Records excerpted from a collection
───

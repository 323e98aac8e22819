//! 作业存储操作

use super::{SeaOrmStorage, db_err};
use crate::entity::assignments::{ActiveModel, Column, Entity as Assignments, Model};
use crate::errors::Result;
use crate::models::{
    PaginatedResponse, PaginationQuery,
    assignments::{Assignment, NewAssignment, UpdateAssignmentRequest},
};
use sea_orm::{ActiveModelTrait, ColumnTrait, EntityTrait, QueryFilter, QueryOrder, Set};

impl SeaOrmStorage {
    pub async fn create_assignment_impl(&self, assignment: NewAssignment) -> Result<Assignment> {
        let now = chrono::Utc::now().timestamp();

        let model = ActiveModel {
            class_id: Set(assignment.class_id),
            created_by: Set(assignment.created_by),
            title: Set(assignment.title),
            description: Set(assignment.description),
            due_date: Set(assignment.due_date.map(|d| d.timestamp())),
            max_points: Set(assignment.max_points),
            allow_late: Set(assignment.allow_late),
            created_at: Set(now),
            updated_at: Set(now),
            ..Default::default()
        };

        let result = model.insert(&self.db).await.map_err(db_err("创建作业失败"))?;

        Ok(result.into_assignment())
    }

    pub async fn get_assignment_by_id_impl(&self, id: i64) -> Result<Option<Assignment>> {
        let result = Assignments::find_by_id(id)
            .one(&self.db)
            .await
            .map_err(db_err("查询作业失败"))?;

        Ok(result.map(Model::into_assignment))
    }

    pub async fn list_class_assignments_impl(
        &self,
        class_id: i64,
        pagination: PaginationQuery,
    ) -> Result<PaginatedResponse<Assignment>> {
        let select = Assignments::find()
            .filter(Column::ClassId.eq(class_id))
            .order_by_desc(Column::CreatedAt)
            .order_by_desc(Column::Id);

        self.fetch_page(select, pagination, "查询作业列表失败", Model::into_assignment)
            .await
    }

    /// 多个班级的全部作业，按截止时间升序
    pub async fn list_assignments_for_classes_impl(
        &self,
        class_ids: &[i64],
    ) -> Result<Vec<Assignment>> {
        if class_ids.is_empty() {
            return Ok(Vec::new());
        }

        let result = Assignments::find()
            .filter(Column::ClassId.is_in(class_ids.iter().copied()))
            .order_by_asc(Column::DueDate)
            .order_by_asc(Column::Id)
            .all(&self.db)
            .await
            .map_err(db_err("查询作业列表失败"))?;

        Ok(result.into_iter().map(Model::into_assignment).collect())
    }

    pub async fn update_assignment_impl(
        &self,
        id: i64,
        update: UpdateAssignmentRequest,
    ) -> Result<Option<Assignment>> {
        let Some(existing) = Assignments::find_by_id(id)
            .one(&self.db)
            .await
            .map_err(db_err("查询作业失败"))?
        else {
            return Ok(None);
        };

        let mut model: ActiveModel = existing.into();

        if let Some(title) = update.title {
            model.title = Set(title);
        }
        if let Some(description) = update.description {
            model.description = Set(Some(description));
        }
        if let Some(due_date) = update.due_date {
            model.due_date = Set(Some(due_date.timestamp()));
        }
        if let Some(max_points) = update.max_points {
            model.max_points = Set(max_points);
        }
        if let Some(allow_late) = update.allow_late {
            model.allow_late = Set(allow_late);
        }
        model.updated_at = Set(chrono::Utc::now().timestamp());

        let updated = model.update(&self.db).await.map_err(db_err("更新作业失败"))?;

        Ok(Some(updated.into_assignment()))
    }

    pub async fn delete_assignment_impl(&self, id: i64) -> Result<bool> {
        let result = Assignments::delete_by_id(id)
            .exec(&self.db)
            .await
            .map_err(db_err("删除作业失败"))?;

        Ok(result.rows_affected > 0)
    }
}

───

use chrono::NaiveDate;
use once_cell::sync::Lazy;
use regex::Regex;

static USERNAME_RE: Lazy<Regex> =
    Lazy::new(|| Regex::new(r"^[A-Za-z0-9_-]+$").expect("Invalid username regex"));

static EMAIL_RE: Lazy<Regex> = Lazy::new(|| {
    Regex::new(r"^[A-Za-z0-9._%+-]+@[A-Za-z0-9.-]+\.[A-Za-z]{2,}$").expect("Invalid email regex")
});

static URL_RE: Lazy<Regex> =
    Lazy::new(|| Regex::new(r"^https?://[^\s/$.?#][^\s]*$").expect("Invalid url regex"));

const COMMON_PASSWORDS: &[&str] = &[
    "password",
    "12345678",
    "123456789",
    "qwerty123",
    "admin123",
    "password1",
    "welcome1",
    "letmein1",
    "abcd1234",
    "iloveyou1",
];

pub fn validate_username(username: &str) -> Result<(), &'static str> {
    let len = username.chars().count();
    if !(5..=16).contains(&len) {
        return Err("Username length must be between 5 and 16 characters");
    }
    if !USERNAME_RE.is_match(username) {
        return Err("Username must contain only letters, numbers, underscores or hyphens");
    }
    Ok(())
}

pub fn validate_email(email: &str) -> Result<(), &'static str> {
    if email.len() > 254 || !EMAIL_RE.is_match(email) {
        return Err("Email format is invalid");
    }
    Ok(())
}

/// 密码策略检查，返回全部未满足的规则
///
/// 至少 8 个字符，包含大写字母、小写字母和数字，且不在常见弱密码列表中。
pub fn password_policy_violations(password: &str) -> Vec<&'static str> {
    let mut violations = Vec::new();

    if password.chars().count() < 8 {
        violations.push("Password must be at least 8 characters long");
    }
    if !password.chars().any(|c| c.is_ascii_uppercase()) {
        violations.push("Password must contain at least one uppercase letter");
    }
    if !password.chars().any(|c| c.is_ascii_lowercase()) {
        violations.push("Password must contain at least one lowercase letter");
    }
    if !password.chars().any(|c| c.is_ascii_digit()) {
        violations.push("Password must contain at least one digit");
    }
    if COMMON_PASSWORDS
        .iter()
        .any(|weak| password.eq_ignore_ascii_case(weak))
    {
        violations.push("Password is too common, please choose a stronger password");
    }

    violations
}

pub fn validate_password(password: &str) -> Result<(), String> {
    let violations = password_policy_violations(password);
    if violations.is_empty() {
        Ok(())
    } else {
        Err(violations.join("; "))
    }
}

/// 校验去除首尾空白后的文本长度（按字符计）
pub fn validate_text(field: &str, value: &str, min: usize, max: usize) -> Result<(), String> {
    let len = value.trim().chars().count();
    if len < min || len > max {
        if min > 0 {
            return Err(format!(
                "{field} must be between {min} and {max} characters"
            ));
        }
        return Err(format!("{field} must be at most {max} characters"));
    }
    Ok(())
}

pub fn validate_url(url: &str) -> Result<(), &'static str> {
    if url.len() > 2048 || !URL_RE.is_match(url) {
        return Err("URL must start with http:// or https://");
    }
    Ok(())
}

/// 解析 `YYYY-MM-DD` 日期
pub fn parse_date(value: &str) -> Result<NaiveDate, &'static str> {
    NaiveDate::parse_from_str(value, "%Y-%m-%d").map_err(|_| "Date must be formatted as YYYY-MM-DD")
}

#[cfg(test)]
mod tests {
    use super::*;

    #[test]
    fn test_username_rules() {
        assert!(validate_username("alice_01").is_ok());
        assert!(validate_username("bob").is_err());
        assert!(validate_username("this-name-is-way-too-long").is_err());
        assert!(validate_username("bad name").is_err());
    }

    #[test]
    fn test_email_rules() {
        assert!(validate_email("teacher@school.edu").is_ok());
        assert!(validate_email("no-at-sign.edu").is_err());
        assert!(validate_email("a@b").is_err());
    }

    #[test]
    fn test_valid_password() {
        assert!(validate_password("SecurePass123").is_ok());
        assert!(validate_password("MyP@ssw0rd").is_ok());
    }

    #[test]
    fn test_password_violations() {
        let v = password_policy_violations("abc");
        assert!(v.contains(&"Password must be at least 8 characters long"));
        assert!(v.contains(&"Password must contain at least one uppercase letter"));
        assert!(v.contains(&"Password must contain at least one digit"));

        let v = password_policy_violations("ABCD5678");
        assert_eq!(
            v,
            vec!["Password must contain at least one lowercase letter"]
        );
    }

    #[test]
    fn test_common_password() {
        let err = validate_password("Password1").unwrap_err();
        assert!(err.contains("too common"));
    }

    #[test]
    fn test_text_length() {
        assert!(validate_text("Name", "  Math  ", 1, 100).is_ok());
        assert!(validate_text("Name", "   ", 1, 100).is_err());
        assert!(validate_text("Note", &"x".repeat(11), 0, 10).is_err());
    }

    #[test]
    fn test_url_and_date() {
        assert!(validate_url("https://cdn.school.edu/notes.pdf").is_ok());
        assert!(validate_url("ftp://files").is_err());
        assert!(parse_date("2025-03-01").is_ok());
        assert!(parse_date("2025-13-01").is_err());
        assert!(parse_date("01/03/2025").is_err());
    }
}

───

● Work required:
The expected answer is each line of the records above that includes the string "chrono".

● The completed task:
        let now = chrono::Utc::now().timestamp();
        model.updated_at = Set(chrono::Utc::now().timestamp());
use chrono::NaiveDate;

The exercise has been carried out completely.